Choose to trust that, or choose to question it: that's your decision. If this is a story about the "real" Equestria, then of course everything turns out okay. (For one thing, Twilight's brother is in for a big promotion. We've seen him as Captain of the Guard, and royal sisters in harmony.) But if it isn't ...

... okay, okay. Here, have an ending: There never was any machine. Aurora's world is real, and it really was just Discord trolling Celestia with scrolls that played on her ego. Nightmare Moon attacks Aurora and they fight. Aurora banishes NMM to the moon and takes over the whole sky. In her grief, she renames herself Celestia in honor of her sister. A thousand years later, the lunar goddess, who has come to identify herself with her prison, escapes, and Celestia's student and five friends, the Elements of Harmony, stop her ...

:trollestia: :facehoof:

1222347 Thank you -- you give great feedback and it's great to hear such thoughtful responses. (And yes, that's a good observation on the final letter.)

1226291 I think the magibabble was going to be unavoidable from this POV, so thanks for giving me the waiver. (Hopefully the blah de blah did exactly what the trope was designed to do: show characters exchanging knowledge in a topic with which they are deeply familiar but we, the audience, are not.) I wasn't expecting Rarity's takeover to be a funny moment exactly, but I do agree, the "write down everything" letter was immensely fun to write and reread.

1231307

There never was any machine.

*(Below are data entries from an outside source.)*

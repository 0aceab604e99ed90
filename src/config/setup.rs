// Interactive setup flow
//
// A sequential scripted dialogue: one ordered pass over the supported
// backends, each step prompting, validating, and storing. The flow reads
// and writes through generic seams so tests can feed a scripted sequence
// of answers and assert the resulting config.
//
// API keys are never written into the config document. For a
// credential-bearing backend the flow offers to append an `export` line to
// the user's shell profile, and on acceptance also sets the variable in
// the current process so this run can proceed without a restart.

use std::collections::HashMap;
use std::fs::OpenOptions;
use std::io::{BufRead, Write};
use std::path::PathBuf;

use anyhow::{Context, Result};
use tracing::warn;

use super::settings::{AppConfig, ProviderConfig};
use crate::providers::factory::{ENV_ANTHROPIC_KEY, ENV_OPENAI_KEY, ENV_OPENROUTER_KEY};
use crate::providers::types::ProviderKind;

/// Prompt-driven configuration dialogue.
pub struct SetupFlow<R, W> {
    input: R,
    output: W,
    /// Shell profile to receive `export` lines. Resolved from $SHELL when
    /// not set explicitly (tests inject a temp path).
    profile_path: Option<PathBuf>,
}

impl<R: BufRead, W: Write> SetupFlow<R, W> {
    pub fn new(input: R, output: W) -> Self {
        Self {
            input,
            output,
            profile_path: None,
        }
    }

    pub fn with_profile_path(mut self, path: PathBuf) -> Self {
        self.profile_path = Some(path);
        self
    }

    /// Walk the backends in order, pre-filling defaults from `existing`.
    /// Declined backends are left absent, never half-written.
    pub fn run(&mut self, existing: &AppConfig) -> Result<AppConfig> {
        writeln!(self.output, "cmdsage setup")?;
        writeln!(
            self.output,
            "Answer the prompts to configure one or more providers.\n"
        )?;

        let mut providers: HashMap<String, ProviderConfig> = HashMap::new();

        for kind in ProviderKind::all() {
            let name = kind.as_str();
            let previous = existing.providers.get(name);
            let wanted = self.confirm(
                &format!("Configure the {name} provider?"),
                previous.is_some(),
            )?;
            if !wanted {
                continue;
            }

            let entry = self.configure_backend(kind, previous)?;
            providers.insert(name.to_string(), entry);
        }

        if providers.is_empty() {
            writeln!(
                self.output,
                "\nNo providers configured; keeping the built-in local default."
            )?;
            return Ok(AppConfig::default());
        }

        let mut names: Vec<&str> = providers.keys().map(|k| k.as_str()).collect();
        names.sort_unstable();
        let default_current = if providers.contains_key(&existing.current_provider) {
            existing.current_provider.clone()
        } else {
            names[0].to_string()
        };

        let current = loop {
            let answer = self.prompt(
                &format!("Default provider ({})", names.join(", ")),
                &default_current,
            )?;
            if providers.contains_key(&answer) {
                break answer;
            }
            writeln!(self.output, "  {answer:?} is not one of the configured providers.")?;
        };

        Ok(AppConfig {
            current_provider: current,
            providers,
        })
    }

    fn configure_backend(
        &mut self,
        kind: ProviderKind,
        previous: Option<&ProviderConfig>,
    ) -> Result<ProviderConfig> {
        let defaults = ProviderConfig::default_for(kind);
        let base = previous.unwrap_or(&defaults);

        let model = self.prompt("  Model", base.model())?;
        let timeout_ms = self.prompt_number("  Timeout (ms)", base.timeout_ms())?;

        let entry = match kind {
            ProviderKind::Local => {
                let host_url =
                    self.prompt("  Host URL", base.host_url().unwrap_or_default())?;
                ProviderConfig::Local {
                    host_url,
                    model,
                    timeout_ms,
                }
            }
            ProviderKind::OpenAi => {
                self.ensure_credential(ENV_OPENAI_KEY)?;
                let base_url = self.prompt_optional("  Base URL (blank for default)")?;
                let organization_id =
                    self.prompt_optional("  Organization ID (blank for none)")?;
                ProviderConfig::OpenAi {
                    model,
                    timeout_ms,
                    base_url,
                    organization_id,
                }
            }
            ProviderKind::Anthropic => {
                self.ensure_credential(ENV_ANTHROPIC_KEY)?;
                ProviderConfig::Anthropic { model, timeout_ms }
            }
            ProviderKind::OpenRouter => {
                self.ensure_credential(ENV_OPENROUTER_KEY)?;
                let site_url = self.prompt_optional("  Site URL (blank for none)")?;
                let app_name = self.prompt_optional("  App name (blank for none)")?;
                ProviderConfig::OpenRouter {
                    model,
                    timeout_ms,
                    site_url,
                    app_name,
                }
            }
        };

        Ok(entry)
    }

    /// Credential step: never stored in the config document. The key goes
    /// into the shell profile (if accepted) and the current process.
    fn ensure_credential(&mut self, var: &str) -> Result<()> {
        if std::env::var(var).map(|v| !v.trim().is_empty()).unwrap_or(false) {
            writeln!(self.output, "  {var} is already set in the environment.")?;
            return Ok(());
        }

        let key = self.prompt_optional(&format!("  API key ({var}, blank to skip)"))?;
        let Some(key) = key else {
            writeln!(
                self.output,
                "  No key entered; set {var} before using this provider."
            )?;
            return Ok(());
        };

        let export_line = format!("export {var}=\"{key}\"");
        if self.confirm("  Append the export line to your shell profile?", true)? {
            match self.append_to_profile(&export_line) {
                Ok(path) => writeln!(self.output, "  Added to {}.", path.display())?,
                Err(e) => {
                    warn!("could not write shell profile: {e:#}");
                    writeln!(
                        self.output,
                        "  Could not update your shell profile; add this line yourself:\n    {export_line}"
                    )?;
                }
            }
        } else {
            writeln!(
                self.output,
                "  Add this line to your shell profile to persist the key:\n    {export_line}"
            )?;
        }

        // Make the key visible to this run as well
        std::env::set_var(var, &key);
        Ok(())
    }

    fn append_to_profile(&self, line: &str) -> Result<PathBuf> {
        let path = match &self.profile_path {
            Some(path) => path.clone(),
            None => detect_shell_profile()?,
        };
        let mut file = OpenOptions::new()
            .create(true)
            .append(true)
            .open(&path)
            .with_context(|| format!("failed to open {}", path.display()))?;
        writeln!(file, "{line}")?;
        Ok(path)
    }

    fn prompt(&mut self, question: &str, default: &str) -> Result<String> {
        write!(self.output, "{question} [{default}]: ")?;
        self.output.flush()?;
        let answer = self.read_line()?;
        Ok(if answer.is_empty() {
            default.to_string()
        } else {
            answer
        })
    }

    fn prompt_optional(&mut self, question: &str) -> Result<Option<String>> {
        write!(self.output, "{question}: ")?;
        self.output.flush()?;
        let answer = self.read_line()?;
        Ok((!answer.is_empty()).then_some(answer))
    }

    fn prompt_number(&mut self, question: &str, default: u64) -> Result<u64> {
        loop {
            let answer = self.prompt(question, &default.to_string())?;
            match answer.parse() {
                Ok(value) => return Ok(value),
                Err(_) => writeln!(self.output, "  Enter a whole number of milliseconds.")?,
            }
        }
    }

    fn confirm(&mut self, question: &str, default_yes: bool) -> Result<bool> {
        let hint = if default_yes { "Y/n" } else { "y/N" };
        write!(self.output, "{question} [{hint}]: ")?;
        self.output.flush()?;
        let answer = self.read_line()?.to_lowercase();
        Ok(match answer.as_str() {
            "" => default_yes,
            "y" | "yes" => true,
            _ => false,
        })
    }

    /// EOF reads as an empty answer, which takes the default.
    fn read_line(&mut self) -> Result<String> {
        let mut line = String::new();
        self.input.read_line(&mut line)?;
        Ok(line.trim().to_string())
    }
}

fn detect_shell_profile() -> Result<PathBuf> {
    let home = dirs::home_dir().context("could not determine home directory")?;
    let shell = std::env::var("SHELL").unwrap_or_default();
    let profile = if shell.contains("zsh") {
        ".zshrc"
    } else if shell.contains("bash") {
        ".bashrc"
    } else {
        ".profile"
    };
    Ok(home.join(profile))
}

Aurora's world is real, and it really was just Discord trolling Celestia with scrolls that played on her ego. Nightmare Moon attacks Aurora and they fight. Aurora banishes NMM to the moon and takes over the whole sky. In her grief, she renames herself Celestia in honor of her sister. A thousand years later, the lunar goddess, who has come to identify herself with her prison, escapes, and Celestia's student and five friends, the Elements of Harmony, stop her ...

:derpyderp2: I have no words...

Also, Rarity's letter was hilarious precisely because it lacked any direct, blatant homour. It was just Rarity being Rarity and Twilight being Twilight and it fit just so incredibly perfectly. In my mind's eye I can picture Twilight in total breakdown while Rarity dictates the letter with that Rarity-ish veneer of high-class calm and composure. And it's fantastic.

You, sir, are trolling for fish. This is deliciously ambiguous in the same way that a good doughnut is.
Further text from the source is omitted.